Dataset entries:
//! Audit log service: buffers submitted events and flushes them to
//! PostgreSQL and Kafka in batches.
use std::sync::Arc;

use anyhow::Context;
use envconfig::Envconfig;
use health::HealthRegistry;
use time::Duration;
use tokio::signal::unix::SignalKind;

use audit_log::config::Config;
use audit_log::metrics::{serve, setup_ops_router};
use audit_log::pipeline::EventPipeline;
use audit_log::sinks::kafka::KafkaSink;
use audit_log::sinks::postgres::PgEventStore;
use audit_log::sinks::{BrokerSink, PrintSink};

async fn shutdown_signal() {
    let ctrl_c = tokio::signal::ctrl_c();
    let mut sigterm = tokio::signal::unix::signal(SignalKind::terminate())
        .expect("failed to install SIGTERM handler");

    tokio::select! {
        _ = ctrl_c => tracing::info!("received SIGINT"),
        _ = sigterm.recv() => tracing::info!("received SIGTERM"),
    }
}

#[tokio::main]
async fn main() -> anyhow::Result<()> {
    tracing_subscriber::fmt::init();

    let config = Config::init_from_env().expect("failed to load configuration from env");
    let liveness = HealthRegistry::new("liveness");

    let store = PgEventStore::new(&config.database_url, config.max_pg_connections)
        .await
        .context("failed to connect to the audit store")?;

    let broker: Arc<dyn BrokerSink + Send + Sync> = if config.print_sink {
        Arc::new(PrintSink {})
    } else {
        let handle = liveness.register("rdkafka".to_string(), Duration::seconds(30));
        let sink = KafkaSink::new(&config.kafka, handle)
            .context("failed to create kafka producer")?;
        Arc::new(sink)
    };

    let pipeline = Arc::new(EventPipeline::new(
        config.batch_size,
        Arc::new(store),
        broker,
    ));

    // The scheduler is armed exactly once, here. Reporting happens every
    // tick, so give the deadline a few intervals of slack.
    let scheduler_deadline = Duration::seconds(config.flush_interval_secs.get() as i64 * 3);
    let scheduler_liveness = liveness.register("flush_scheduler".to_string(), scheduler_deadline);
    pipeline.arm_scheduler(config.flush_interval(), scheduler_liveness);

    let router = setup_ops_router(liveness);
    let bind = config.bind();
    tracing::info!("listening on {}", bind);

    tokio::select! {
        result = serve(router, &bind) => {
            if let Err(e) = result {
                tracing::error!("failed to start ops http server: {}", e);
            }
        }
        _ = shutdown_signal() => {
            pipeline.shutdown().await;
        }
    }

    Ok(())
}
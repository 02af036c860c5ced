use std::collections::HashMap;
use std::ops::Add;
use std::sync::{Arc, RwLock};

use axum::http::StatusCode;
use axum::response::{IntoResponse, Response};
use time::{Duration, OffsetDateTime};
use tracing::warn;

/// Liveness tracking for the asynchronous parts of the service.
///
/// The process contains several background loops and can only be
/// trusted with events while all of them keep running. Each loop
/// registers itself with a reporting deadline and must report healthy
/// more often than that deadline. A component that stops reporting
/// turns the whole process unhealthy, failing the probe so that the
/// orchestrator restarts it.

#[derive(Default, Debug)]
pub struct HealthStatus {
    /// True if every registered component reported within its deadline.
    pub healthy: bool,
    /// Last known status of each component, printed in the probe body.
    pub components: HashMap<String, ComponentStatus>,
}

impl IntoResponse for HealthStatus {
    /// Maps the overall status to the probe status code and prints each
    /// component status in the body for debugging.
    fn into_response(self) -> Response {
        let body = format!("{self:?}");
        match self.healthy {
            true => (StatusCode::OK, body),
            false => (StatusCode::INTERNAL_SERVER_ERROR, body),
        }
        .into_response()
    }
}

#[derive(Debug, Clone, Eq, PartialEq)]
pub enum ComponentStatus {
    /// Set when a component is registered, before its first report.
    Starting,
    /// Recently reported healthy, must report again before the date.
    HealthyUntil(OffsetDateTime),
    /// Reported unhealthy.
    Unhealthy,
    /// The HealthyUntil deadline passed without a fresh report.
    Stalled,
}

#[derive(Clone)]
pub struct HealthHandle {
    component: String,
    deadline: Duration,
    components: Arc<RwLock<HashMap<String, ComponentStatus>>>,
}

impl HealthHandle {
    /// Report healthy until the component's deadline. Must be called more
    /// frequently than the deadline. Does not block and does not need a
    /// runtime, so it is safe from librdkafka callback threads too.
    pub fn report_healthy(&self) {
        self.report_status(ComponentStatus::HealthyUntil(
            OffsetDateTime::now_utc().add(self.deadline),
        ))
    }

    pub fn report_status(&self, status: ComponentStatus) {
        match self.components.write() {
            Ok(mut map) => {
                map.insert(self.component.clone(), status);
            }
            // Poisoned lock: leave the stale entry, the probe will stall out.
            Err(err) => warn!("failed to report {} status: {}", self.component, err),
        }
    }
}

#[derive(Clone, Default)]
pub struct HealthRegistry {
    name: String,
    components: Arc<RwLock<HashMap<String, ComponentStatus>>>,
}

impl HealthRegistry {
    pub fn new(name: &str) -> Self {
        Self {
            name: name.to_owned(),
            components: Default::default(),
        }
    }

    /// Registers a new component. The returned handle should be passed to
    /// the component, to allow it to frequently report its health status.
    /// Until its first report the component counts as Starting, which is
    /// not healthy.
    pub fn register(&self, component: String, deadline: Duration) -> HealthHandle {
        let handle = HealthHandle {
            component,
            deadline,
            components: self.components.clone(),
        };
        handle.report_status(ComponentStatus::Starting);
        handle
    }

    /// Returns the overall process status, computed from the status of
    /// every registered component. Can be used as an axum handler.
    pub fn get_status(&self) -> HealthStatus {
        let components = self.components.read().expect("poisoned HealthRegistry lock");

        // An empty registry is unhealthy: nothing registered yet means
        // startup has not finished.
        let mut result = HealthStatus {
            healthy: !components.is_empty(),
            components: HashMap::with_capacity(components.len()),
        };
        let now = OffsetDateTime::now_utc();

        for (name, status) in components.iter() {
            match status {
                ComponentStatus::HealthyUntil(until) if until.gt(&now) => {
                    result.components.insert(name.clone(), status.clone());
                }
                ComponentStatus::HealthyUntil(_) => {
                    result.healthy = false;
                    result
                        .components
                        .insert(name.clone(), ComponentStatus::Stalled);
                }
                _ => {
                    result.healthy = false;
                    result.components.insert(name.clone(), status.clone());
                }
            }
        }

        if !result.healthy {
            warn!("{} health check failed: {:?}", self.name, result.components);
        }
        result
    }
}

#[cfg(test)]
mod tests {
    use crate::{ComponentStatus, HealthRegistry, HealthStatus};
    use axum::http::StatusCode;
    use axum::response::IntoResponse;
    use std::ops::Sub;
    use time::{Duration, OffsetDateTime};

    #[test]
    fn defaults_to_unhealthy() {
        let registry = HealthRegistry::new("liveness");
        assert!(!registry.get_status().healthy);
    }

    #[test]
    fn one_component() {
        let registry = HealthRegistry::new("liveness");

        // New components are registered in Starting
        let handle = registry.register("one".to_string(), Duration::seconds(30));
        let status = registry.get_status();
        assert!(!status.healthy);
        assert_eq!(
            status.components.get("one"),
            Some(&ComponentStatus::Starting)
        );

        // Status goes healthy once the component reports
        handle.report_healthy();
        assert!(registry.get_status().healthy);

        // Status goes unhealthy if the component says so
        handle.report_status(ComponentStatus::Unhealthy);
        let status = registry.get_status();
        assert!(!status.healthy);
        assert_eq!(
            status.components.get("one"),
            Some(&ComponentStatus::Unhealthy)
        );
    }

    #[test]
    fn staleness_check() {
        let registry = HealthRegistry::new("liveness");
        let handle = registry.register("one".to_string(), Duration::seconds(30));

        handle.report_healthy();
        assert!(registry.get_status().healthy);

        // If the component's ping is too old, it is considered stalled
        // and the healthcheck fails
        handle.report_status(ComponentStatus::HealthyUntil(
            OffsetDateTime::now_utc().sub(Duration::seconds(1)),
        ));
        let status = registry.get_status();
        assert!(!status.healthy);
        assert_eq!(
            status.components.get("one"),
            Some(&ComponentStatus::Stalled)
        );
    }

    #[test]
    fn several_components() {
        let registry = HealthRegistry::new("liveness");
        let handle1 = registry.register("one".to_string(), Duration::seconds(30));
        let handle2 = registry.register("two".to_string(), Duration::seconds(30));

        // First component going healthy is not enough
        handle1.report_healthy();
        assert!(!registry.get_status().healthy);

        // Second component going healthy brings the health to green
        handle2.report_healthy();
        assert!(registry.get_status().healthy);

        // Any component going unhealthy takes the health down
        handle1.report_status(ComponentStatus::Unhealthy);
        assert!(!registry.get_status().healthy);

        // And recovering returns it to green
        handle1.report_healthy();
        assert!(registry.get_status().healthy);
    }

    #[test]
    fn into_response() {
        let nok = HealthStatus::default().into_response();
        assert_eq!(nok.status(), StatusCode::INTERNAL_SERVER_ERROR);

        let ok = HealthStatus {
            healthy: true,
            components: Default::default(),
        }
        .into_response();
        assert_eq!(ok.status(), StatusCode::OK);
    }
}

### TASK REQUIREMENTS:
Look over the entries above and count the lines where the word "registered" appears, then report only that count.

### OUTPUT:
5